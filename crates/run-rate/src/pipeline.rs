//! Report pipeline - orchestrates the fetch-aggregate-format-notify flow.

use std::sync::Arc;

use chrono::{DateTime, Utc};
use run_rate_cost::{
    AccountDirectory, CostAggregator, CostExplorerApi, CostRecord, CostTotals, DirectoryFetcher,
    Granularity, ListingMode, OrganizationsApi, DEFAULT_PAGE_SIZE,
};
use run_rate_notify::{Notifier, ReportMessage, DEFAULT_TITLE};

use crate::error::RunRateError;
use crate::report::{Report, ReportKind};

/// Configuration for the report pipeline.
#[derive(Debug, Clone)]
pub struct PipelineConfig {
    /// Figures the report carries.
    pub report: ReportKind,
    /// Bold title line of the chat message.
    pub title: String,
    /// `ListAccounts` page size.
    pub page_size: i32,
    /// How far to follow account pagination.
    pub listing_mode: ListingMode,
    /// Request only `AmortizedCost` instead of the full metric set.
    pub amortized_only: bool,
}

impl Default for PipelineConfig {
    fn default() -> Self {
        Self {
            report: ReportKind::default(),
            title: DEFAULT_TITLE.to_string(),
            page_size: DEFAULT_PAGE_SIZE,
            listing_mode: ListingMode::default(),
            amortized_only: false,
        }
    }
}

/// Result of a single run.
#[derive(Debug, Clone)]
pub struct RunSummary {
    /// The ranked report that was sent.
    pub report: Report,
    /// The rendered table.
    pub table: String,
}

impl RunSummary {
    /// Number of accounts in the report.
    #[must_use]
    pub fn accounts(&self) -> usize {
        self.report.rows().len()
    }
}

/// Report pipeline orchestrator.
pub struct Pipeline {
    config: PipelineConfig,
    organizations: Arc<dyn OrganizationsApi>,
    cost_explorer: Arc<dyn CostExplorerApi>,
    notifier: Notifier,
}

impl Pipeline {
    /// Create a new pipeline.
    #[must_use]
    pub fn new(
        config: PipelineConfig,
        organizations: Arc<dyn OrganizationsApi>,
        cost_explorer: Arc<dyn CostExplorerApi>,
        notifier: Notifier,
    ) -> Self {
        Self {
            config,
            organizations,
            cost_explorer,
            notifier,
        }
    }

    /// Run once: list accounts, sum costs, render, send.
    ///
    /// Any stage failing aborts the run before anything is sent.
    pub async fn run(&self, now: DateTime<Utc>) -> Result<RunSummary, RunRateError> {
        tracing::info!(report = ?self.config.report, "Starting report run");

        let directory = DirectoryFetcher::new(self.organizations.clone())
            .with_page_size(self.config.page_size)
            .with_mode(self.config.listing_mode)
            .fetch()
            .await?;

        let (daily, monthly) = self.query_costs(now).await?;
        log_unlisted(&directory, &daily.records(Granularity::Daily));
        log_unlisted(&directory, &monthly.records(Granularity::Monthly));

        let report = Report::build(self.config.report, &directory, &daily, &monthly);
        let table = report.render()?;
        tracing::debug!(table = %table, "Rendered report");

        self.notifier
            .send(&ReportMessage::new(self.config.title.clone(), table.clone()))
            .await?;

        let (day_total, month_total) = report.totals();
        tracing::info!(
            accounts = report.rows().len(),
            day_total,
            month_total,
            "Report run complete"
        );

        Ok(RunSummary { report, table })
    }

    /// Query the granularities the report needs.
    ///
    /// The two queries of a daily-and-monthly report are independent and run
    /// concurrently.
    async fn query_costs(
        &self,
        now: DateTime<Utc>,
    ) -> Result<(CostTotals, CostTotals), RunRateError> {
        let mut aggregator = CostAggregator::new(self.cost_explorer.clone());
        if self.config.amortized_only {
            aggregator = aggregator.amortized_only();
        }

        let totals = match self.config.report {
            ReportKind::DailyAndMonthly => tokio::try_join!(
                aggregator.aggregate(Granularity::Daily, now),
                aggregator.aggregate(Granularity::Monthly, now),
            )?,
            ReportKind::DailyOnly => (
                aggregator.aggregate(Granularity::Daily, now).await?,
                CostTotals::new(),
            ),
            ReportKind::MonthlyOnly => (
                CostTotals::new(),
                aggregator.aggregate(Granularity::Monthly, now).await?,
            ),
        };

        Ok(totals)
    }
}

/// Records for accounts outside the listed directory, which the report leaves out.
fn unlisted<'a>(directory: &AccountDirectory, records: &'a [CostRecord]) -> Vec<&'a CostRecord> {
    records
        .iter()
        .filter(|record| !directory.contains(&record.account_id))
        .collect()
}

fn log_unlisted(directory: &AccountDirectory, records: &[CostRecord]) {
    for record in unlisted(directory, records) {
        tracing::debug!(
            account_id = %record.account_id,
            granularity = %record.granularity,
            amount = record.amount,
            "Cost for account missing from the directory"
        );
    }
}

#[cfg(test)]
mod tests {
    use super::*;
    use run_rate_cost::Account;

    #[test]
    fn test_unlisted_records_exclude_directory_accounts() {
        let directory: AccountDirectory = vec![Account::new("111", "Alpha")].into_iter().collect();
        let totals: CostTotals = [("111", 4.0), ("999", 2.5), ("888", 1.0)]
            .into_iter()
            .collect();
        let records = totals.records(Granularity::Monthly);

        let ids: Vec<&str> = unlisted(&directory, &records)
            .iter()
            .map(|record| record.account_id.as_str())
            .collect();
        assert_eq!(ids, vec!["888", "999"]);
    }

    #[test]
    fn test_default_config_reports_daily_and_monthly() {
        let config = PipelineConfig::default();
        assert_eq!(config.report, ReportKind::DailyAndMonthly);
        assert_eq!(config.title, DEFAULT_TITLE);
        assert_eq!(config.page_size, DEFAULT_PAGE_SIZE);
        assert_eq!(config.listing_mode, ListingMode::AllPages);
    }
}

• Work to be completed: Find the word "info" in the listing above. Copy each line where it appears.

• Result for this task:
        tracing::info!(report = ?self.config.report, "Starting report run");
        tracing::info!(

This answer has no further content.